Vie spirituelle telle
que les moines ont vu depuis longtemps en Jean Baptiste,
leur modèle,
ou si vous voulez l’archétype du moine..
Normalement le milieu vital du moine
c’est la solitude qui s’apparente au désert,
mais aussi et peut-être plus encore,
Jean Baptiste est le modèle du moine qui cherche Dieu.
Oui ! là est la spiritualité du moine…
mais pas du moine seulement.
Ne dit-on pas qu’en tout être humain
il y a un moine qui sommeille …
Et LA SPIRITUALITÉ DU MOINE et donc NOTRE VIE SPIRITUELLE À TOUS
à quelque chose à voir avec la spiritualité de Jean Baptiste.
A y regarder de près, la spiritualité de Jean fonde notre vie spirituelle.
Or, ce qui fait foncièrement la spiritualité de Jean comme celle du moine,
c’est LA MÉDITATION DE LA PAROLE DE DIEU…
au sens précis ou au sens large de l’expression…
toute lecture spirituelle qui porte un nom bien précis :
LA LECTIO DIVINA
ce qui veut dire :
LA LECTURE DIVINE.
cette lecture comporte un enchaînement qui est un
enrichissement de la parole de Dieu.
Il s’agit d’abord d’une lecture !
Pour Jean, au désert, point n’est besoin de rouleau ou de parchemin pour aide-mémoire.
D’ailleurs, parler D’AIDE-MÉMOIRE
ce mot n’existait pas au temps de Jean Baptiste.
nous avons besoin, nous, D’AIDE MÉMOIRE
comme je le fais pour le moment car la mémoire,
si nous nous comparons aux anciens…
la mémoire, nous l’avons largement perdue.
C’est pour cela que les évangiles ont pu être écrit avec une fidélité hors pair des dizaines d’années parfois après les faits.
En ce temps-là on avait de la mémoire.
Et si les livres du Nouveau testament ont été écrit
non pour parer à la mémoire car la mémoire ne faisait qu’un avec leur façon d’être.
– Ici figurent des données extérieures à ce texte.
use crate::corpus::{Book, CorpusStats, Surah};
use crate::engine::{SearchEngine, SearchResults};
use axum::{
    extract::{Path, Query, State},
    http::StatusCode,
    response::{IntoResponse, Json, Response},
    routing::get,
    Router,
};
use serde::{Deserialize, Serialize};
use std::sync::Arc;
use tower_http::cors::CorsLayer;
use tower_http::trace::TraceLayer;

// ========== Request/Response Types ==========

#[derive(Debug, Deserialize)]
pub struct SearchRequest {
    pub q: String,
}

#[derive(Debug, Deserialize)]
pub struct RangeRequest {
    #[serde(default)]
    pub start: Option<u32>,
    #[serde(default)]
    pub end: Option<u32>,
}

#[derive(Debug, Serialize)]
pub struct SearchResponse {
    pub query: String,
    #[serde(flatten)]
    pub results: SearchResults,
}

/// Surah listing without its verses
#[derive(Debug, Serialize)]
#[serde(rename_all = "camelCase")]
pub struct SurahSummary {
    pub id: u32,
    pub number: u32,
    pub name_arabic: String,
    pub name_kurdish: String,
    pub meaning_kurdish: String,
    pub name_translit: String,
    pub revelation_type: String,
    pub verse_count: usize,
    pub has_lessons: bool,
}

impl From<&Surah> for SurahSummary {
    fn from(surah: &Surah) -> Self {
        Self {
            id: surah.id,
            number: surah.number,
            name_arabic: surah.name_arabic.clone(),
            name_kurdish: surah.name_kurdish.clone(),
            meaning_kurdish: surah.meaning_kurdish.clone(),
            name_translit: surah.name_translit.clone(),
            revelation_type: surah.revelation_type.clone(),
            verse_count: surah
                .verse_count
                .map_or(surah.verses.len(), |count| count as usize),
            has_lessons: surah.has_lessons,
        }
    }
}

#[derive(Debug, Serialize)]
pub struct ApiResponse<T> {
    pub success: bool,
    #[serde(skip_serializing_if = "Option::is_none")]
    pub data: Option<T>,
    #[serde(skip_serializing_if = "Option::is_none")]
    pub message: Option<String>,
}

impl<T> ApiResponse<T> {
    fn success(data: T) -> Self {
        Self {
            success: true,
            data: Some(data),
            message: None,
        }
    }
}

impl ApiResponse<()> {
    fn error(message: String) -> Self {
        Self {
            success: false,
            data: None,
            message: Some(message),
        }
    }
}

// ========== Error Handling ==========

pub enum AppError {
    NotFound(String),
    Internal(anyhow::Error),
}

impl IntoResponse for AppError {
    fn into_response(self) -> Response {
        let (status, message) = match self {
            AppError::NotFound(message) => (StatusCode::NOT_FOUND, message),
            AppError::Internal(err) => {
                let message = format!("{:#}", err);
                tracing::error!("API error: {}", message);
                (StatusCode::INTERNAL_SERVER_ERROR, message)
            }
        };

        (status, Json(ApiResponse::<()>::error(message))).into_response()
    }
}

impl<E> From<E> for AppError
where
    E: Into<anyhow::Error>,
{
    fn from(err: E) -> Self {
        Self::Internal(err.into())
    }
}

// ========== Handlers ==========

async fn health_check() -> impl IntoResponse {
    Json(ApiResponse::success("OK"))
}

async fn search(
    State(engine): State<Arc<SearchEngine>>,
    Query(req): Query<SearchRequest>,
) -> Json<ApiResponse<SearchResponse>> {
    let results = engine.search(&req.q);

    Json(ApiResponse::success(SearchResponse {
        query: req.q,
        results,
    }))
}

async fn list_surahs(
    State(engine): State<Arc<SearchEngine>>,
    Query(req): Query<RangeRequest>,
) -> Json<ApiResponse<Vec<SurahSummary>>> {
    let surahs = engine
        .corpus()
        .surahs_range(req.start.unwrap_or(1), req.end.unwrap_or(u32::MAX))
        .into_iter()
        .map(SurahSummary::from)
        .collect();

    Json(ApiResponse::success(surahs))
}

async fn list_surahs_with_lessons(
    State(engine): State<Arc<SearchEngine>>,
) -> Json<ApiResponse<Vec<SurahSummary>>> {
    let surahs = engine
        .corpus()
        .surahs_with_lessons()
        .into_iter()
        .map(SurahSummary::from)
        .collect();

    Json(ApiResponse::success(surahs))
}

async fn get_surah(
    State(engine): State<Arc<SearchEngine>>,
    Path(id): Path<u32>,
) -> Result<Json<ApiResponse<Surah>>, AppError> {
    let surah = engine
        .corpus()
        .get_surah(id)
        .cloned()
        .ok_or_else(|| AppError::NotFound(format!("Surah with id '{}' not found", id)))?;

    Ok(Json(ApiResponse::success(surah)))
}

async fn get_book(
    State(engine): State<Arc<SearchEngine>>,
    Path(id): Path<String>,
) -> Result<Json<ApiResponse<Book>>, AppError> {
    let book = engine
        .corpus()
        .get_book(&id)
        .cloned()
        .ok_or_else(|| AppError::NotFound(format!("Book with id '{}' not found", id)))?;

    Ok(Json(ApiResponse::success(book)))
}

async fn get_stats(State(engine): State<Arc<SearchEngine>>) -> Json<ApiResponse<CorpusStats>> {
    Json(ApiResponse::success(engine.corpus().stats()))
}

// ========== Router ==========

pub fn create_router(engine: Arc<SearchEngine>) -> Router {
    Router::new()
        .route("/health", get(health_check))
        .route("/search", get(search))
        .route("/surahs", get(list_surahs))
        .route("/surahs/lessons", get(list_surahs_with_lessons))
        .route("/surahs/:id", get(get_surah))
        .route("/books/:id", get(get_book))
        .route("/stats", get(get_stats))
        .layer(TraceLayer::new_for_http())
        .layer(CorsLayer::permissive())
        .with_state(engine)
}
si les livres de la Bible ont été écrit
c’était pour les envoyer dans les diverses Eglises
qui foisonnaient à l’époque.
Bref, Jean Baptiste avait de la mémoire.
C’est pourquoi, au désert, il pouvait se passer de document écrit… il les avait en mémoire.
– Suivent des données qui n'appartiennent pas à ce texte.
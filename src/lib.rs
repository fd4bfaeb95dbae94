// Re-export main components
pub mod api;
pub mod corpus;
pub mod engine;
pub mod format;
pub mod normalize;
pub mod ranking;
pub mod snippet;

// Re-export commonly used types
pub use corpus::{Book, Corpus, CorpusError, CorpusStats, Surah, Verse};
pub use engine::{
    search, search_with_options, BookMatch, SearchEngine, SearchOptions, SearchResults, SurahMatch,
    VerseMatch,
};
pub use normalize::{normalize, NormalizedText};
pub use ranking::{BookField, SurahField, VerseMatchType};

/// Library version
pub const VERSION: &str = env!("CARGO_PKG_VERSION");
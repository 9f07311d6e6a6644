//! Board configuration display

use ftfx_core::regs::{KL25Z_PFLASH_SECTOR_SIZE, LONGWORD_SIZE, PROT_REGIONS};
use ftfx_core::CompletionMode;

use crate::config::{format_size, BoardConfig};

fn print_region(label: &str, base: u32, size: u32) {
    if size == 0 {
        println!("  {:<10} (none)", label);
    } else {
        println!(
            "  {:<10} 0x{:08X} - 0x{:08X} ({})",
            label,
            base,
            u64::from(base) + u64::from(size) - 1,
            format_size(size)
        );
    }
}

/// Print the effective board configuration
pub fn show_info(board: &BoardConfig) -> Result<(), Box<dyn std::error::Error>> {
    let geometry = board.geometry()?;

    match &board.source {
        Some(path) => println!("Board file: {}", path.display()),
        None => println!("Board file: (built-in FRDM-KL25Z)"),
    }
    println!();

    println!("Memory:");
    println!("  {:<10} 0x{:08X}", "Controller", geometry.controller_base());
    print_region("P-Flash", geometry.flash_base(), geometry.flash_size());
    print_region("D-Flash", board.flash.dflash_base, board.flash.dflash_size);
    print_region("EERAM", board.flash.eeram_base, board.flash.eeram_size);
    println!();

    println!("P-Flash:");
    println!("  Write unit:         {} bytes", LONGWORD_SIZE);
    println!("  Last word:          0x{:08X}", geometry.last_word());
    println!(
        "  Protection regions: {} x {}",
        PROT_REGIONS,
        format_size(geometry.flash_size() / PROT_REGIONS)
    );
    if geometry == ftfx_core::FlashGeometry::KL25Z {
        println!("  Sector size:        {}", format_size(KL25Z_PFLASH_SECTOR_SIZE));
    }
    println!();

    let completion = match board.writer.completion {
        CompletionMode::LaunchOnly => "launch only",
        CompletionMode::WaitForCompletion => "wait for completion",
    };
    println!("Writer:");
    println!("  Timeout:            {} us", board.writer.timeout_us);
    println!("  Poll interval:      {} us", board.writer.poll_interval_us);
    println!("  Completion:         {}", completion);
    println!(
        "  Debug:              {}",
        if board.flash.debug_enable { "enabled" } else { "disabled" }
    );

    Ok(())
}
//! Memory-mapped access to the flash controller
//!
//! # Safety
//!
//! The register block must be mapped at the given base address and must not
//! be touched by anything else while an [`MmioBus`] for it exists. The
//! constructor is `unsafe` because neither can be checked.

use core::sync::atomic::{compiler_fence, Ordering};

use crate::bus::ControllerBus;
use crate::regs::REG_BLOCK_SIZE;

/// Volatile byte access to the FTFx register block
///
/// `D` supplies the delay used between status polls, typically a HAL
/// delay or a calibrated busy loop.
pub struct MmioBus<D> {
    /// Pointer to the register block
    base: *mut u8,
    /// Microsecond delay provider
    delay: D,
}

impl<D: FnMut(u32)> MmioBus<D> {
    /// Create a bus for the register block at `base`
    ///
    /// # Safety
    ///
    /// The caller must ensure that:
    /// - `base` is the address of an FTFx register block
    /// - No other code accesses the block while this bus is alive
    pub unsafe fn new(base: usize, delay: D) -> Self {
        Self {
            base: base as *mut u8,
            delay,
        }
    }

    /// Address of the register block
    pub fn base(&self) -> usize {
        self.base as usize
    }
}

impl<D: FnMut(u32)> ControllerBus for MmioBus<D> {
    #[inline]
    fn read8(&mut self, offset: usize) -> u8 {
        debug_assert!(offset < REG_BLOCK_SIZE);
        // SAFETY: base maps the register block (see new()) and offset is in range
        unsafe { core::ptr::read_volatile(self.base.add(offset)) }
    }

    #[inline]
    fn write8(&mut self, offset: usize, value: u8) {
        debug_assert!(offset < REG_BLOCK_SIZE);
        // SAFETY: base maps the register block (see new()) and offset is in range
        unsafe {
            core::ptr::write_volatile(self.base.add(offset), value);
        }
        compiler_fence(Ordering::SeqCst);
    }

    #[inline]
    fn delay_us(&mut self, us: u32) {
        (self.delay)(us)
    }
}

// The bus is the sole owner of the register block (see new()), so moving it
// to another context is fine as long as the delay provider can move too.
unsafe impl<D: Send> Send for MmioBus<D> {}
Jean Baptiste faisait sa lecture par cœur…
Il lisait …par le cœur.
Celui qui venait préparer les chemins du Seigneur
se nourrissait de la Bible et tout particulièrement des prophètes venus avant lui.
Jean se nourrissait de la Bible
car il savait que
« L’HOMME NE VIT PAS SEULEMENT DE PAIN MAIS
DE TOUTE PAROLE QUI SORT DE LA BOUCHE DE DIEU. »
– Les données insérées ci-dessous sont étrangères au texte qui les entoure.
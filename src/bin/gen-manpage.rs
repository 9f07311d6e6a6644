//! Man page generator for ftfx
//!
//! Usage: cargo run --bin gen-manpage -- [output-dir]

use clap::CommandFactory;
use std::fs;
use std::path::PathBuf;

#[path = "../cli.rs"]
mod cli;

fn main() -> std::io::Result<()> {
    let output_dir = std::env::args()
        .nth(1)
        .map(PathBuf::from)
        .unwrap_or_else(|| PathBuf::from("man"));

    fs::create_dir_all(&output_dir)?;

    let mut buffer = Vec::new();
    clap_mangen::Man::new(cli::Cli::command()).render(&mut buffer)?;

    let output_path = output_dir.join("ftfx.1");
    fs::write(&output_path, buffer)?;

    println!("Man page generated at: {}", output_path.display());
    println!("View with: man -l {}", output_path.display());

    Ok(())
}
C’est au désert qu’il prend tout son temps
pour méditer cette parole de Dieu.
MEDITER !
Un verbe qui exprime bien ce qu’est la méditation
c’est le verbe ruminer !
Ce verbe est bien passé dans le comportement humain.,
bien qu’il soit exercé avec compétence par certains de nos ruminants ;
les vaches ruminent l’herbe afin qu’elle soit bien digérée.
Oui ! ruminer, mâcher, ressasser la lecture spirituelle….
cela demande du temps pour bien assimiler ce que nous lisons.
Quelqu’un , bien intentionné, a dit que
« les moines sont des ruminants. »
Ça ne me dérange pas d’être comparé aux ruminants ;
ils sont tellement calmes, doux, sereins.
Ils nous donnent des leçons de placidité dans un monde hyper agité.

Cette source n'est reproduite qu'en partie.